(Originally written July 8, 2010)
Week #3’s share from Holland Farm CSA was full of green, leafy goodness: lettuce, arugula, salad mix, swiss chard, and kale. Plus, the first squashes came in, and there were plenty of herbs to choose from. I brought home chives, cilantro, parsley, and basil. Thyme, sage, and mint are also available, but I have those growing in abundance in my herb garden, so I left those behind.
A few years back, I came up with a light, easy clam sauce with lots of chopped herbs, and it is a family favorite. It cooks up quickly, great for these foul hot and humid nights we’ve been having lately.
Herbed Clam Sauce – Serves 4
1 T olive oil
4 lg garlic cloves, minced (more or less depending on how you like garlic)
4- 6 1/2 oz cans chopped clams
2 C chicken stock
1/4 C fresh herbs (basil, tarragon, oregano, parsley, dill, whatever you like), chopped
2 T arrowroot or cornstarch in 1/4 C water
1. Sauté minced garlic in olive oil, in large skillet over med. heat, just until soft.

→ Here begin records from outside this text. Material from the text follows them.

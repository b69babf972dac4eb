pub mod merge;
pub mod schema;

pub use merge::{DEFAULT_MAIN_AGENT, DEFAULT_MAIN_SESSION, DEFAULT_MAX_ACTIVE_RUNS};
pub use schema::*;

use std::path::{Path, PathBuf};
use std::sync::{Mutex, MutexGuard, PoisonError};

use crate::cli::{Cli, Commands};
use crate::error::ConfigError;
use crate::secrets::SecretsConfig;

/// File name looked up in the workspace and the global config directory.
pub const CONFIG_FILE_NAME: &str = "agentic-app.toml";

/// Supplies resolved configuration snapshots and persists secret edits.
///
/// Implementations are consulted on every run creation, so a run always
/// snapshots whatever configuration is current at that moment.
pub trait ConfigSource: Send + Sync {
    fn load(&self) -> Result<AppConfig, ConfigError>;

    /// The secrets of the writable layer only, for editing.
    fn editable_secrets(&self) -> Result<SecretsConfig, ConfigError>;

    fn save_secrets(&self, secrets: &SecretsConfig) -> Result<(), ConfigError>;
}

/// In-memory configuration. Secret edits replace the held secrets.
pub struct StaticConfigSource {
    config: Mutex<AppConfig>,
}

impl StaticConfigSource {
    pub fn new(config: AppConfig) -> Self {
        Self {
            config: Mutex::new(config),
        }
    }

    fn lock(&self) -> MutexGuard<'_, AppConfig> {
        self.config.lock().unwrap_or_else(PoisonError::into_inner)
    }
}

impl ConfigSource for StaticConfigSource {
    fn load(&self) -> Result<AppConfig, ConfigError> {
        Ok(self.lock().clone())
    }

    fn editable_secrets(&self) -> Result<SecretsConfig, ConfigError> {
        Ok(self.lock().secrets.clone())
    }

    fn save_secrets(&self, secrets: &SecretsConfig) -> Result<(), ConfigError> {
        self.lock().secrets = secrets.clone();
        Ok(())
    }
}

/// Layered TOML configuration.
/// Precedence: overrides (CLI) > workspace or explicit file > global file > defaults.
///
/// Missing config files are handled gracefully (defaults apply). Secret edits
/// are written to the explicit file when given, else the workspace file.
#[derive(Debug, Clone)]
pub struct FileConfigSource {
    explicit_path: Option<PathBuf>,
    global_path: Option<PathBuf>,
    overrides: PartialConfig,
}

impl FileConfigSource {
    pub fn new(overrides: PartialConfig, explicit_path: Option<PathBuf>) -> Self {
        Self {
            explicit_path,
            global_path: global_config_path(),
            overrides,
        }
    }

    /// Build the source from CLI arguments.
    pub fn from_cli(cli: &Cli) -> Self {
        Self::new(cli_to_partial(cli), cli.config.clone())
    }

    /// Replace (or disable, with `None`) the global config file location.
    pub fn with_global_path(mut self, path: Option<PathBuf>) -> Self {
        self.global_path = path;
        self
    }

    fn load_global(&self) -> PartialConfig {
        match &self.global_path {
            Some(p) => load_toml_file(p)
                .map(|f| f.to_partial())
                .unwrap_or_default(),
            None => {
                tracing::debug!("No global config directory");
                PartialConfig::default()
            }
        }
    }

    fn workspace_path(&self, global: &PartialConfig) -> PathBuf {
        self.overrides
            .workspace
            .clone()
            .or_else(|| global.workspace.clone())
            .unwrap_or_else(|| PathBuf::from("./workspace"))
    }

    /// The file that holds the workspace layer and receives secret edits.
    pub fn writable_path(&self) -> PathBuf {
        match &self.explicit_path {
            Some(p) => p.clone(),
            None => self.workspace_path(&self.load_global()).join(CONFIG_FILE_NAME),
        }
    }
}

impl ConfigSource for FileConfigSource {
    fn load(&self) -> Result<AppConfig, ConfigError> {
        let global = self.load_global();
        let file_path = match &self.explicit_path {
            Some(p) => p.clone(),
            None => self.workspace_path(&global).join(CONFIG_FILE_NAME),
        };
        let file = load_toml_file(&file_path)
            .map(|f| f.to_partial())
            .unwrap_or_default();

        Ok(self
            .overrides
            .clone()
            .with_fallback(file)
            .with_fallback(global)
            .finalize())
    }

    fn editable_secrets(&self) -> Result<SecretsConfig, ConfigError> {
        let file = read_config_file(&self.writable_path())?;
        Ok(file.and_then(|f| f.secrets).unwrap_or_default())
    }

    fn save_secrets(&self, secrets: &SecretsConfig) -> Result<(), ConfigError> {
        let path = self.writable_path();
        let mut file = read_config_file(&path)?.unwrap_or_default();
        file.secrets = if secrets.is_empty() {
            None
        } else {
            Some(secrets.clone())
        };

        let contents = toml::to_string_pretty(&file).map_err(|e| ConfigError::SerializeError {
            path: path.clone(),
            message: e.to_string(),
        })?;
        if let Some(parent) = path.parent().filter(|p| !p.as_os_str().is_empty()) {
            std::fs::create_dir_all(parent)?;
        }
        std::fs::write(&path, contents)?;
        tracing::info!("Saved secrets to {}", path.display());
        Ok(())
    }
}

/// Read and parse a config file strictly. `Ok(None)` when it does not exist.
fn read_config_file(path: &Path) -> Result<Option<ConfigFile>, ConfigError> {
    match std::fs::read_to_string(path) {
        Ok(contents) => toml::from_str::<ConfigFile>(&contents)
            .map(Some)
            .map_err(|e| ConfigError::ParseError {
                path: path.to_path_buf(),
                message: e.to_string(),
            }),
        Err(e) if e.kind() == std::io::ErrorKind::NotFound => Ok(None),
        Err(e) => Err(ConfigError::IoError(e)),
    }
}

/// Load a config file for layering. Missing files are silent; unreadable or
/// unparsable files are logged and skipped.
fn load_toml_file(path: &Path) -> Option<ConfigFile> {
    match read_config_file(path) {
        Ok(Some(file)) => {
            tracing::info!("Loaded config from {}", path.display());
            Some(file)
        }
        Ok(None) => {
            tracing::debug!("No config file at {}, using defaults", path.display());
            None
        }
        Err(e) => {
            tracing::warn!("Config error: {}", e);
            None
        }
    }
}

/// Resolve the platform-specific global config path.
/// Linux: ~/.config/agentic-app/agentic-app.toml
/// macOS: ~/Library/Application Support/agentic-app/agentic-app.toml
fn global_config_path() -> Option<PathBuf> {
    directories::ProjectDirs::from("", "", "agentic-app")
        .map(|dirs| dirs.config_dir().join(CONFIG_FILE_NAME))
}

/// Convert CLI arguments to a PartialConfig for merging.
fn cli_to_partial(cli: &Cli) -> PartialConfig {
    let base = PartialConfig {
        workspace: cli.workspace.clone(),
        ..Default::default()
    };
    match &cli.command {
        Commands::Serve {
            max_active_runs,
            main_session,
        } => PartialConfig {
            max_active_runs: *max_active_runs,
            main_session: main_session.clone(),
            ..base
        },
        Commands::Config | Commands::Secrets { .. } => base,
    }
}

#[cfg(test)]
mod tests {
    use super::*;

    fn write(path: &Path, contents: &str) {
        std::fs::write(path, contents).unwrap();
    }

    #[test]
    fn workspace_file_overrides_global_file() {
        let tmp = tempfile::tempdir().unwrap();
        let global = tmp.path().join("global.toml");
        write(
            &global,
            "[subagents]\nmax_active_runs = 7\n\n[tools.bundles]\nbrowser = false\n",
        );
        let workspace = tmp.path().join("ws");
        std::fs::create_dir_all(&workspace).unwrap();
        write(
            &workspace.join(CONFIG_FILE_NAME),
            "[subagents]\nmax_active_runs = 2\n",
        );

        let source = FileConfigSource::new(
            PartialConfig {
                workspace: Some(workspace),
                ..Default::default()
            },
            None,
        )
        .with_global_path(Some(global));

        let config = source.load().unwrap();
        assert_eq!(config.app.subagents.max_active_runs, 2);
        assert!(!config.app.tools.browser);
    }

    #[test]
    fn unparsable_file_falls_back_to_defaults() {
        let tmp = tempfile::tempdir().unwrap();
        let path = tmp.path().join("bad.toml");
        write(&path, "[subagents\nmax_active_runs = ");

        let source = FileConfigSource::new(PartialConfig::default(), Some(path))
            .with_global_path(None);
        let config = source.load().unwrap();
        assert_eq!(config.app.subagents.max_active_runs, DEFAULT_MAX_ACTIVE_RUNS);
    }

    #[test]
    fn save_secrets_preserves_other_sections() {
        let tmp = tempfile::tempdir().unwrap();
        let path = tmp.path().join(CONFIG_FILE_NAME);
        write(&path, "[subagents]\nmax_active_runs = 4\n");

        let source = FileConfigSource::new(PartialConfig::default(), Some(path.clone()))
            .with_global_path(None);
        let mut secrets = source.editable_secrets().unwrap();
        assert!(secrets.is_empty());
        secrets.app.insert(
            "TOKEN".into(),
            crate::secrets::SecretEntry {
                value: Some("abc".into()),
                ..Default::default()
            },
        );
        source.save_secrets(&secrets).unwrap();

        let config = source.load().unwrap();
        assert_eq!(config.app.subagents.max_active_runs, 4);
        assert_eq!(config.secrets.app["TOKEN"].value.as_deref(), Some("abc"));
    }

    #[test]
    fn save_secrets_refuses_to_clobber_broken_file() {
        let tmp = tempfile::tempdir().unwrap();
        let path = tmp.path().join(CONFIG_FILE_NAME);
        write(&path, "not = [valid");

        let source = FileConfigSource::new(PartialConfig::default(), Some(path))
            .with_global_path(None);
        let result = source.save_secrets(&SecretsConfig::default());
        assert!(matches!(result, Err(ConfigError::ParseError { .. })));
    }
}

Don’t let it brown, it doesn’t taste good that way.
2. Drain 3 cans of clams. Add all 4 cans, inc. juice of one can, to the pan, and bring to a boil. Reduce liquid by 1/2.
3. Add broth and herbs to pan. Simmer over med. heat until reduced by 1/2.

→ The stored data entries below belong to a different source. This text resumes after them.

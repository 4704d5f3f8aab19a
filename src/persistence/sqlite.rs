use super::{CalendarStore, GroupDirectory, PersistenceResult, StudentGroup};
use crate::class_session::DaySchedule;
use crate::entity::Identified;
use crate::holiday::CalendarEntry;
use parking_lot::Mutex;
use rusqlite::{Connection, params};
use tracing::debug;

/// SQLite-backed store. Each collection is a table of JSON documents kept in
/// insertion order; a save rewrites the whole table in one transaction.
pub struct SqliteCalendarStore {
    connection: Mutex<Connection>,
}

impl SqliteCalendarStore {
    pub fn new<P: AsRef<std::path::Path>>(path: P) -> PersistenceResult<Self> {
        let connection = Connection::open(path)?;
        Self::initialize_schema(&connection)?;
        Ok(Self {
            connection: Mutex::new(connection),
        })
    }

    pub fn in_memory() -> PersistenceResult<Self> {
        let connection = Connection::open_in_memory()?;
        Self::initialize_schema(&connection)?;
        Ok(Self {
            connection: Mutex::new(connection),
        })
    }

    fn initialize_schema(connection: &Connection) -> PersistenceResult<()> {
        let ddl = r#"
            CREATE TABLE IF NOT EXISTS day_schedules (
                position INTEGER PRIMARY KEY,
                day TEXT NOT NULL,
                day_json TEXT NOT NULL
            );
            CREATE TABLE IF NOT EXISTS calendar_entries (
                position INTEGER PRIMARY KEY,
                entry_id TEXT NOT NULL,
                kind TEXT NOT NULL,
                entry_json TEXT NOT NULL
            );
            CREATE TABLE IF NOT EXISTS student_groups (
                position INTEGER PRIMARY KEY,
                group_json TEXT NOT NULL
            );
        "#;
        connection.execute_batch(ddl)?;
        Ok(())
    }

    pub fn save_student_groups(&self, groups: &[StudentGroup]) -> PersistenceResult<()> {
        let mut conn = self.connection.lock();
        let tx = conn.transaction()?;
        tx.execute("DELETE FROM student_groups", [])?;
        {
            let mut stmt =
                tx.prepare("INSERT INTO student_groups (position, group_json) VALUES (?1, ?2)")?;
            for (position, group) in groups.iter().enumerate() {
                stmt.execute(params![position as i64, serde_json::to_string(group)?])?;
            }
        }
        tx.commit()?;
        Ok(())
    }

    fn read_documents<T: serde::de::DeserializeOwned>(&self, sql: &str) -> PersistenceResult<Vec<T>> {
        let conn = self.connection.lock();
        let mut stmt = conn.prepare(sql)?;
        let rows = stmt.query_map([], |row| row.get::<_, String>(0))?;
        let mut items = Vec::new();
        for json in rows {
            items.push(serde_json::from_str(&json?)?);
        }
        Ok(items)
    }
}

impl CalendarStore for SqliteCalendarStore {
    fn get_regular_schedule(&self) -> PersistenceResult<Vec<DaySchedule>> {
        self.read_documents("SELECT day_json FROM day_schedules ORDER BY position ASC")
    }

    fn save_regular_schedule(&self, schedule: &[DaySchedule]) -> PersistenceResult<()> {
        let mut conn = self.connection.lock();
        let tx = conn.transaction()?;
        tx.execute("DELETE FROM day_schedules", [])?;
        {
            let mut stmt = tx.prepare(
                "INSERT INTO day_schedules (position, day, day_json) VALUES (?1, ?2, ?3)",
            )?;
            for (position, day) in schedule.iter().enumerate() {
                let json = serde_json::to_string(day)?;
                stmt.execute(params![position as i64, day.day.as_str(), json])?;
            }
        }
        tx.commit()?;
        debug!(days = schedule.len(), "weekly schedule stored");
        Ok(())
    }

    fn get_holidays(&self) -> PersistenceResult<Vec<CalendarEntry>> {
        self.read_documents("SELECT entry_json FROM calendar_entries ORDER BY position ASC")
    }

    fn save_holidays(&self, entries: &[CalendarEntry]) -> PersistenceResult<()> {
        let mut conn = self.connection.lock();
        let tx = conn.transaction()?;
        tx.execute("DELETE FROM calendar_entries", [])?;
        {
            let mut stmt = tx.prepare(
                "INSERT INTO calendar_entries (position, entry_id, kind, entry_json) VALUES (?1, ?2, ?3, ?4)",
            )?;
            for (position, entry) in entries.iter().enumerate() {
                let kind = match entry {
                    CalendarEntry::Holiday(_) => "holiday",
                    CalendarEntry::Vacation(_) => "vacation",
                };
                let json = serde_json::to_string(entry)?;
                stmt.execute(params![position as i64, entry.id(), kind, json])?;
            }
        }
        tx.commit()?;
        debug!(entries = entries.len(), "calendar entries stored");
        Ok(())
    }
}

impl GroupDirectory for SqliteCalendarStore {
    fn get_all_student_groups(&self) -> PersistenceResult<Vec<StudentGroup>> {
        self.read_documents("SELECT group_json FROM student_groups ORDER BY position ASC")
    }
}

4. Mix arrowroot with water in small bowl. Reduce heat under sauce to low, and add the arrowroot/water mixture. Stir thoroughly. Allow to thicken. If using cornstarch, mix with water in small bowl, keep the pan at a simmer, stir in the mixture and allow to cook briefly until thickened, stirring to prevent lumps of cornstarch from forming. Remove from heat to stop thickening.
Serve with hot pasta, top w/ parmesan cheese and lemon juice if you like.
If you don’t know if your combination of herbs will taste good together, chop a bit and try it before adding to the sauce. Also, smelling the herbs together can give you a clue; if they smell good together, they will taste good together.
A cool way to tell if your liquid has reduced by 1/2 (thanks Alton Brown): dip the handle of a wooden spoon into your pan at the start of the reduction, mark the level of liquid shown on the handle with a small rubber band or a twist tie. Then you can dip the handle in again to check the level as it’s reducing, and compare it to your mark.